February 03, 2008
Nunsense

Brandon Snider | Bio


Tell me you wouldn't hit this.

Well, well, well...looks like there's a new perv on the Catholic block! And here you thought it was just old man-priests that delighted in the touch of the younger kind. Not so.

Meet Sister Norma Giannini, a nun at St. Patrick's Church in Milwaukee, Wisconsin. The octogenarian Sister admitted to, in her younger days, sexually abusing two young boys when she was head of her church. Not cool. Not cool at all. But, like many of these cases, more people come forward and claim abuse. However this case is special because now a former student has miraculously come forward and claimed just the opposite.

I was able to get in touch with this jilted student who released this open letter to Sister Giannini to me in a 236.com exclusive.


Dear Sister Giannini,

Did I do something wrong? Did I?!?! Sister, I can't believe that after everything we went through together, that you'd do this to me.

Jesus (not you Jesus but...oh, you know what I mean!), if you only knew how many times I cried myself to sleep hoping, praying that it was going to be me that you took to the broom closet and gave your "special communion" to. I saw the way you looked at all those other luscious boys frolicking around at recess, licking your lips like a panther. Did you do it to make me jealous? Because it did! I used to stay up every night sorting through my clothes, trying to find the one ensemble that I knew you'd notice me in, something that would catch that discerning eye of yours.

"Is this sexy enough?" I'd think to myself. "Is this revealing enough?"

But apparently it never was, you two bit tramp!

Did you ever see me wink at your during mass? I KNOW YOU DID! Yet you'd just look at me and shake your finger as if I was the naughty one. We were on the same damn page, woman! How many fucking signals did I have to send? Did I have to unleash a squad of carrier pigeons so you'd know how much I liked you and wanted to feel your older lady hands on me? I don't even know where to get carrier pigeons! I had what you were looking for and you snubbed me like I was old news. Was it because I matured too early? I guess we'll never know, will we? I thought the saying was "if there's grass on the field, play ball" but in your case I suppose it was "if there's grass on the field, the game in cancelled because Sister Norma is a bitch!"

I'm sorry. That was too much. It's just that...I'm mad! I'm mad because you made me feel special. You made me feel like a man, despite the fact that I was an extremely little boy. I dreamed of removing that habit with my tiny hands and giving you a "sexy" kiss that you'd never forget. I saw how they kissed on TV. I could have been the Desi to your Lucy.
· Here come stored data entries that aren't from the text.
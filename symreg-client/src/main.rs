//! symreg: Command-line client for a symbolic-regression search server
//!
//! Imports a data file, sends it with search options to a server, starts the
//! search, then polls progress and prints the accumulated solution frontier
//! until interrupted.

use std::path::PathBuf;
use std::process::ExitCode;
use std::thread;
use std::time::Duration;

use clap::Parser;
use symreg_client::Connection;
use symreg_protocol::{CommandResult, DataSet, SearchOptions, SolutionFrontier, DEFAULT_PORT};
use symreg_utils::{init_logging_with_config, LogConfig, Result, SymregError};

#[derive(Parser, Debug)]
#[command(name = "symreg", about = "Run a symbolic-regression search on a remote server")]
struct Args {
    /// Server hostname or address
    #[arg(long, default_value = "127.0.0.1", env = "SYMREG_HOST")]
    host: String,

    /// Server TCP port
    #[arg(long, default_value_t = DEFAULT_PORT, env = "SYMREG_PORT")]
    port: u16,

    /// ASCII data file to search over
    data: PathBuf,

    /// Relationship to search for, e.g. "y = f(x)"
    #[arg(long, default_value = "y = f(x)")]
    relationship: String,

    /// Seconds between progress polls
    #[arg(long, default_value_t = 1)]
    interval: u64,

    /// Give up on unresponsive servers after this many seconds
    #[arg(long)]
    timeout: Option<u64>,
}

fn main() -> ExitCode {
    let args = Args::parse();

    if let Err(e) = init_logging_with_config(LogConfig::client()) {
        eprintln!("Failed to initialize logging: {}", e);
        return ExitCode::FAILURE;
    }

    match run(args) {
        Ok(()) => ExitCode::SUCCESS,
        Err(e) => {
            eprintln!("Error: {}", e);
            ExitCode::FAILURE
        }
    }
}

fn run(args: Args) -> Result<()> {
    let data = DataSet::import_ascii_file(&args.data)
        .map_err(|e| SymregError::config(format!("{}: {}", args.data.display(), e)))?;
    println!("Imported data: {}", data.summary());

    let mut options = SearchOptions::new(&args.relationship);
    options.set_default_building_blocks();
    println!("Search options: {}", options.summary());

    let mut conn = Connection::new();
    if let Some(secs) = args.timeout {
        conn.set_io_timeout(Some(Duration::from_secs(secs)))?;
    }

    let greeting = conn.connect(&args.host, args.port)?;
    println!("Connected to {}:{}: {}", args.host, args.port, greeting);

    let info = conn.query_server_info()?;
    println!("Server: {}", info.summary());

    accepted("send data set", conn.send_data_set(&data)?)?;
    accepted("send options", conn.send_options(&options)?)?;
    accepted("start search", conn.start_search()?)?;
    println!("Search started, polling every {}s\n", args.interval);

    let mut best = SolutionFrontier::new();
    loop {
        let progress = conn.query_progress()?;
        if best.add(progress.solution.clone()) {
            println!("{}", progress.summary());
            println!("{}", best);
        }
        thread::sleep(Duration::from_secs(args.interval));
    }
}

fn accepted(step: &str, result: CommandResult) -> Result<()> {
    if result.is_success() {
        Ok(())
    } else {
        Err(SymregError::protocol(format!(
            "Server rejected {}: {}",
            step, result.message
        )))
    }
}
We even liked all the same things!

I liked Jameson, and you liked Jameson. I liked Osh Kosh B'Gosh overalls and you liked Osh Kosh B'Gosh overalls (removing them, you harlot). I even got a bowl cut because I knew how much you liked innocence. But I guess I never had the goods. I guess I just didn't do it for you. And that's fine. I'll have to deal with that. But know in your heart, while you're rotting in a prison cell till you die, that it should have been me that put you there. It should have been me!

Sincerely,
Jimmy Fitzgerald

PS: Will you still please call me when you have a chance? I miss you, boo.